Die Frage, ob ein Kleingarten naturnah bewirtschaftet wird oder naturbelassen ist, stellt Gartenfreunde und -freundinnen immer wieder einmal vor Probleme. Daher möchte Gartenfachberaterin Antje Löffler in zwei aufeinander folgenden Artikeln versuchen, einige Möglichkeiten der Unterscheidung aufzuzeigen. Im ersten Teil geht es um die naturnahe Gartenbewirtschaftung und darum, woran sie erkannt werden kann (Foto: G.C./Pixabay).
Naturnahe Kleingärten sind die Zukunft
Naturnahes Kleingärtnern ist zeitgemäß. Es bietet in unserer Zeit viele Vorteile gegenüber der klassischen, bis ins zweite Drittel des letzten Jahrhunderts üblichen Gartenbewirtschaftung. Bei letzterer war in ihrer ganz strengen Form die Gewinnung einer maximalen Menge an Obst und Gemüse im Kleingarten das erklärte Ziel. Dadurch war auch der Einsatz chemischer Pflanzenschutzmittel und reichlich Mineraldünger, oft sprichwörtlich “ohne Rücksicht auf Verluste”, üblich. Jedes Beikraut auf den Beeten musste unbedingt bekämpft werden. Außerdem herrschte eine sehr klare Flächentrennung zwischen Zierpflanzen und Nutzpflanzen, die charakteristisch für viele Kleingärten war.

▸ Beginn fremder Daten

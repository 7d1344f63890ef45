//! Animeclash console demo entry point.
mod config;
mod console;
mod demo;

use anyhow::Result;
use config::DemoConfig;

fn main() -> Result<()> {
    tracing_subscriber::fmt()
        .with_env_filter(
            tracing_subscriber::EnvFilter::try_from_default_env()
                .unwrap_or_else(|_| tracing_subscriber::EnvFilter::new("warn")),
        )
        .with_writer(std::io::stderr)
        .init();

    let config = DemoConfig::from_env();
    let stdout = std::io::stdout();
    demo::run(&config, &mut stdout.lock())
}
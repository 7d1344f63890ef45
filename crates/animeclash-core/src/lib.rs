//! # Animeclash Core
//!
//! Battle resolution core for Animeclash.
//!
//! This crate provides the deterministic battle engine: fighters with a
//! shield-absorption damage model, pre-battle validation, and a fixed-round
//! arena that reports its progress to an observer.
//!
//! ## Architecture
//!
//! - **Fighters**: [`fighter::Character`] with a [`fighter::CharacterKind`] variant
//! - **Validation**: [`validator::validate_for_battle`]
//! - **Arena**: [`arena::BattleArena`] driving a [`arena::Bout`] state machine
//! - **Observers**: [`observer::BattleObserver`] notified of start, attacks and end
//!
//! ## Usage
//!
//! ```
//! use animeclash_core::arena::BattleArena;
//! use animeclash_core::fighter::{Character, CharacterKind, Universe};
//! use animeclash_core::observer::EventLog;
//! use animeclash_core::validator::validate_for_battle;
//!
//! let mut eren = Character::new(
//!     "Eren", 120, 30, Universe::AttackOnTitan, 0,
//!     CharacterKind::shifter("Attack Titan"),
//! );
//! let mut gojo = Character::new(
//!     "Gojo", 110, 28, Universe::JujutsuKaisen, 10,
//!     CharacterKind::energy_user(250),
//! );
//!
//! validate_for_battle(&eren, &gojo)?;
//!
//! let mut log = EventLog::new();
//! let report = BattleArena::new().fight(&mut eren, &mut gojo, &mut log);
//! assert_eq!(report.winner_name, "Eren");
//! # Ok::<(), animeclash_core::error::BattleError>(())
//! ```

#![warn(missing_docs)]
#![warn(clippy::all)]
#![warn(clippy::pedantic)]
#![allow(clippy::module_name_repetitions)]

pub mod arena;
pub mod error;
pub mod fighter;
pub mod observer;
pub mod roster;
pub mod tournament;
pub mod validator;

// Re-exports for convenience
pub use arena::{ArenaConfig, BattleArena, BattlePhase, BattleReport, Bout};
pub use error::BattleError;
pub use fighter::{Character, CharacterKind, DamageReport, Fighter, FighterId, Universe};
pub use observer::{BattleEvent, BattleObserver, EventLog};
pub use validator::validate_for_battle;

#[cfg(test)]
mod tests;
//! Scenario and property tests for the battle core.
//!
//! - `scenario.rs`: Full battles with hand-checked round-by-round numbers
//! - `properties.rs`: proptest checks of the damage, attack and validator rules
//! - `helpers.rs`: Fighter factories shared by the tests

mod helpers;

Diese klassische Gartengestaltung ist nach wie vor zulässig, muss heute jedoch wesentliche Umweltaspekte beachten. So schreibt die Rahmenkleingartenordnung in Sachsen vor: “Die Bewirtschaftung des KG hat nach ökologisch nachhaltigen Gesichtspunkten zu erfolgen” (RKO 2.2). Auch das Bundeskleingartengesetz regelt, dass „die Belange des Umweltschutzes, des Naturschutzes und der Landschaftspflege […] bei der Nutzung und Bewirtschaftung des Kleingartens berücksichtigt werden“ sollen (BKleingG § 3.1).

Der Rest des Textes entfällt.